I firmly believe, and will indeed bet my life on the fact that a couple of the incidents this owner described would have been enough to ground the car and get immediate results. No dealership would turn away the CSI points; they're worth more than money. Literally. I may have to explain that sometime. Now, I may have come off like a schmoe, but I stand behind what I said.
I suppose what would be a good way to close off this huge post is to add something useful for all the owners with warranties reading this. Simply put, you are not obligated to go to your purchasing dealer for warranty service. Ever. Don't let anyone tell you otherwise. In fact, if you do go to a different dealer, CC learns of this right away, and the very next CSI card you get in the mail will be quite different. Its entire purpose will be for you to explain what was wrong with the selling dealer, and why you changed. They also give you a few "free service, non-warranty" coupons to help lessen the sting. The dealership you go to will recognize the switch and give you extra attention.
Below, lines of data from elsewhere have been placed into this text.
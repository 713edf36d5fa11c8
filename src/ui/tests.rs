//! UI domain: tests for bar math, HUD text and end screen text.

use bevy::prelude::*;

use super::{
    POPUP_LIFETIME, bar_percent, boss_bar_color, death_detail, next_difficulty, popup_alpha,
    popup_style, shows_icon, tooltip_text, victory_text,
};
use crate::arena::Pickup;
use crate::combat::Health;
use crate::difficulty::Difficulty;

#[test]
fn test_bar_percent_clamps_negative_health() {
    assert_eq!(bar_percent(-0.4), 0.0);
    assert_eq!(bar_percent(0.25), 25.0);
    assert_eq!(bar_percent(1.3), 100.0);
}

#[test]
fn test_boss_bar_darkens_past_thresholds() {
    assert_ne!(boss_bar_color(0.6), boss_bar_color(0.4));
    assert_ne!(boss_bar_color(0.4), boss_bar_color(0.2));
    assert_eq!(boss_bar_color(0.5), boss_bar_color(0.3));
}

#[test]
fn test_flawless_nightmare_is_legendary() {
    let text = victory_text(Difficulty::Nightmare, true);
    assert_eq!(text.title, "LEGENDARY!");
    assert_eq!(text.new_run, "One More!");
}

#[test]
fn test_regular_victory_names_difficulty() {
    let text = victory_text(Difficulty::Hard, true);
    assert_eq!(text.title, "VICTORY!");
    assert_eq!(text.detail, "Cleared on Hard.");
    assert_eq!(text.new_run, "Nightmare Mode");

    let text = victory_text(Difficulty::Nightmare, false);
    assert_eq!(text.title, "VICTORY!");
    assert_eq!(text.new_run, "You can do better!");
}

#[test]
fn test_new_run_raises_difficulty_and_clamps() {
    assert_eq!(next_difficulty(Difficulty::Easy), Difficulty::Normal);
    assert_eq!(next_difficulty(Difficulty::Hard), Difficulty::Nightmare);
    assert_eq!(next_difficulty(Difficulty::Nightmare), Difficulty::Nightmare);
}

#[test]
fn test_death_detail_reports_boss_progress() {
    assert_eq!(death_detail(None), None);
    assert_eq!(death_detail(Some(&Health::new(1000))), None);

    let mut health = Health::new(1000);
    health.take_damage(601);
    assert_eq!(
        death_detail(Some(&health)).as_deref(),
        Some("The boss had 40% health left.")
    );
}

#[test]
fn test_crit_popup_is_larger_and_gold() {
    let normal = popup_style(12, false);
    let crit = popup_style(18, true);
    assert_eq!(normal.text, "12");
    assert_eq!(crit.text, "18!");
    assert!(crit.font_size > normal.font_size);
    assert_eq!(normal.color, Color::srgb(1.0, 0.1, 0.1));
    assert_eq!(crit.color, Color::srgb(1.0, 0.95, 0.2));
}

#[test]
fn test_popup_fades_only_near_the_end() {
    assert_eq!(popup_alpha(POPUP_LIFETIME), 1.0);
    assert!(popup_alpha(0.1) < 1.0 && popup_alpha(0.1) > 0.0);
    assert_eq!(popup_alpha(-0.1), 0.0);
}

#[test]
fn test_pickup_tooltip_has_title_then_description() {
    let text = tooltip_text(Pickup::ExtraDashCharge);
    let (title, description) = text.split_once('\n').expect("two lines");
    assert_eq!(title, Pickup::ExtraDashCharge.label());
    assert_eq!(description, Pickup::ExtraDashCharge.description());
}

#[test]
fn test_heal_leaves_no_icon() {
    assert!(!shows_icon(Pickup::FullHeal));
    assert!(shows_icon(Pickup::DamagePlus5));
}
The dealership you left will find out quickly their CSI rating dropped a couple points and they'll do anything to get you back. Now, what could be better than the good-old-fashioned brown-nosing you usually get from the salesmen, except from the service department?
Oh, by the way, when I left Chrysler (of my own accord), I took a position at Novell. Never again did I have to explain how a ball-point pen worked.
Thanks for listening,
Henry Preston wrote: Chris, I wish there were more technicians out there like you. However, I believe the shortage of qualified technicians is severe. I bought a 1997 Neon new. I went to five different MOPAR service departments. None could get it right if all I said is I wanted an oil change and lube. I learned I had to tell the service writer exactly what kind of oil and where the to lube the chassis.